*** Opening of Given entries ***
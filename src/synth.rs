// src/synth.rs
// Renders a timing sequence into PCM samples and packages them as WAV

use std::f64::consts::PI;
use std::io::Cursor;

use anyhow::Result;
use hound::{SampleFormat, WavSpec, WavWriter};

use crate::timing::{TimingEvent, compile_timing};

/// Sine amplitude relative to full scale, leaving headroom against clipping.
const AMPLITUDE: f64 = 0.4;
/// Below this the tone becomes inaudible or degenerate; lower requests clamp.
const MIN_FREQUENCY: f32 = 100.0;
const DEFAULT_FREQUENCY: f32 = 600.0;
const DEFAULT_SAMPLE_RATE: u32 = 44100;
const DEFAULT_WPM: f32 = 20.0;

/// Playback parameters for synthesis.
#[derive(Debug, Clone, Copy)]
pub struct SynthOptions {
    pub wpm: f32,
    /// Tone frequency in Hz; floored at 100, zero/NaN falls back to 600.
    pub frequency: f32,
    pub sample_rate: u32,
}

impl Default for SynthOptions {
    fn default() -> Self {
        Self {
            wpm: DEFAULT_WPM,
            frequency: DEFAULT_FREQUENCY,
            sample_rate: DEFAULT_SAMPLE_RATE,
        }
    }
}

fn effective_frequency(requested: f32) -> f32 {
    let frequency = if requested == 0.0 || requested.is_nan() {
        DEFAULT_FREQUENCY
    } else {
        requested
    };
    frequency.max(MIN_FREQUENCY)
}

/// Renders a timing sequence into mono float samples.
///
/// Each event contributes `max(1, round(duration * sample_rate))` samples;
/// the buffer length is the running sum of those counts, so per-event
/// rounding never drifts against the total. Tone phase is a function of the
/// absolute sample index, not reset per event, which keeps tone boundaries
/// click-free.
pub fn synthesize_samples(events: &[TimingEvent], frequency: f32, sample_rate: u32) -> Vec<f32> {
    let frequency = effective_frequency(frequency) as f64;
    let rate = sample_rate as f64;

    let mut samples: Vec<f32> = Vec::new();
    let mut cursor: usize = 0;

    for event in events {
        let event_samples = ((event.duration() as f64 * rate).round() as usize).max(1);

        match event {
            TimingEvent::Tone(_) => {
                for i in 0..event_samples {
                    let time = (cursor + i) as f64 / rate;
                    samples.push(((2.0 * PI * frequency * time).sin() * AMPLITUDE) as f32);
                }
            }
            TimingEvent::Silence(_) => {
                samples.resize(samples.len() + event_samples, 0.0);
            }
        }

        cursor += event_samples;
    }

    samples
}

/// Compiles the Morse string and renders it as a complete in-memory WAV
/// file: 16-bit signed little-endian PCM, mono, 44-byte canonical header.
/// Returns `Ok(None)` when there is nothing to render, so callers can treat
/// blank input as "no file" rather than an error.
pub fn synthesize_wav(morse: &str, options: &SynthOptions) -> Result<Option<Vec<u8>>> {
    let events = compile_timing(morse, options.wpm);
    if events.is_empty() {
        return Ok(None);
    }

    let samples = synthesize_samples(&events, options.frequency, options.sample_rate);
    log::debug!(
        "synthesizing {} events into {} samples at {} Hz",
        events.len(),
        samples.len(),
        options.sample_rate
    );

    let spec = WavSpec {
        channels: 1,
        sample_rate: options.sample_rate,
        bits_per_sample: 16,
        sample_format: SampleFormat::Int,
    };

    let mut cursor = Cursor::new(Vec::new());
    let mut writer = WavWriter::new(&mut cursor, spec)?;
    for &sample in &samples {
        writer.write_sample(float_to_i16(sample))?;
    }
    writer.finalize()?;

    Ok(Some(cursor.into_inner()))
}

fn float_to_i16(sample: f32) -> i16 {
    let clamped = sample.clamp(-1.0, 1.0);
    if clamped < 0.0 {
        (clamped * 32768.0) as i16
    } else {
        (clamped * 32767.0) as i16
    }
}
*** Close of Given entries ***
▶ _What you need to do_:
Write the data back out verbatim.

▶ _The completed task_:
filename src/synth.rs
// src/synth.rs
// Renders a timing sequence into PCM samples and packages them as WAV

use std::f64::consts::PI;
use std::io::Cursor;

use anyhow::Result;
use hound::{SampleFormat, WavSpec, WavWriter};

use crate::timing::{TimingEvent, compile_timing};

/// Sine amplitude relative to full scale, leaving headroom against clipping.
const AMPLITUDE: f64 = 0.4;
/// Below this the tone becomes inaudible or degenerate; lower requests clamp.
const MIN_FREQUENCY: f32 = 100.0;
const DEFAULT_FREQUENCY: f32 = 600.0;
const DEFAULT_SAMPLE_RATE: u32 = 44100;
const DEFAULT_WPM: f32 = 20.0;

/// Playback parameters for synthesis.
#[derive(Debug, Clone, Copy)]
pub struct SynthOptions {
    pub wpm: f32,
    /// Tone frequency in Hz; floored at 100, zero/NaN falls back to 600.
    pub frequency: f32,
    pub sample_rate: u32,
}

impl Default for SynthOptions {
    fn default() -> Self {
        Self {
            wpm: DEFAULT_WPM,
            frequency: DEFAULT_FREQUENCY,
            sample_rate: DEFAULT_SAMPLE_RATE,
        }
    }
}

fn effective_frequency(requested: f32) -> f32 {
    let frequency = if requested == 0.0 || requested.is_nan() {
        DEFAULT_FREQUENCY
    } else {
        requested
    };
    frequency.max(MIN_FREQUENCY)
}

/// Renders a timing sequence into mono float samples.
///
/// Each event contributes `max(1, round(duration * sample_rate))` samples;
/// the buffer length is the running sum of those counts, so per-event
/// rounding never drifts against the total. Tone phase is a function of the
/// absolute sample index, not reset per event, which keeps tone boundaries
/// click-free.
pub fn synthesize_samples(events: &[TimingEvent], frequency: f32, sample_rate: u32) -> Vec<f32> {
    let frequency = effective_frequency(frequency) as f64;
    let rate = sample_rate as f64;

    let mut samples: Vec<f32> = Vec::new();
    let mut cursor: usize = 0;

    for event in events {
        let event_samples = ((event.duration() as f64 * rate).round() as usize).max(1);

        match event {
            TimingEvent::Tone(_) => {
                for i in 0..event_samples {
                    let time = (cursor + i) as f64 / rate;
                    samples.push(((2.0 * PI * frequency * time).sin() * AMPLITUDE) as f32);
                }
            }
            TimingEvent::Silence(_) => {
                samples.resize(samples.len() + event_samples, 0.0);
            }
        }

        cursor += event_samples;
    }

    samples
}

/// Compiles the Morse string and renders it as a complete in-memory WAV
/// file: 16-bit signed little-endian PCM, mono, 44-byte canonical header.
/// Returns `Ok(None)` when there is nothing to render, so callers can treat
/// blank input as "no file" rather than an error.
pub fn synthesize_wav(morse: &str, options: &SynthOptions) -> Result<Option<Vec<u8>>> {
    let events = compile_timing(morse, options.wpm);
    if events.is_empty() {
        return Ok(None);
    }

    let samples = synthesize_samples(&events, options.frequency, options.sample_rate);
    log::debug!(
        "synthesizing {} events into {} samples at {} Hz",
        events.len(),
        samples.len(),
        options.sample_rate
    );

    let spec = WavSpec {
        channels: 1,
        sample_rate: options.sample_rate,
        bits_per_sample: 16,
        sample_format: SampleFormat::Int,
    };

    let mut cursor = Cursor::new(Vec::new());
    let mut writer = WavWriter::new(&mut cursor, spec)?;
    for &sample in &samples {
        writer.write_sample(float_to_i16(sample))?;
    }
    writer.finalize()?;

    Ok(Some(cursor.into_inner()))
}

fn float_to_i16(sample: f32) -> i16 {
    let clamped = sample.clamp(-1.0, 1.0);
    if clamped < 0.0 {
        (clamped * 32768.0) as i16
    } else {
        (clamped * 32767.0) as i16
    }
}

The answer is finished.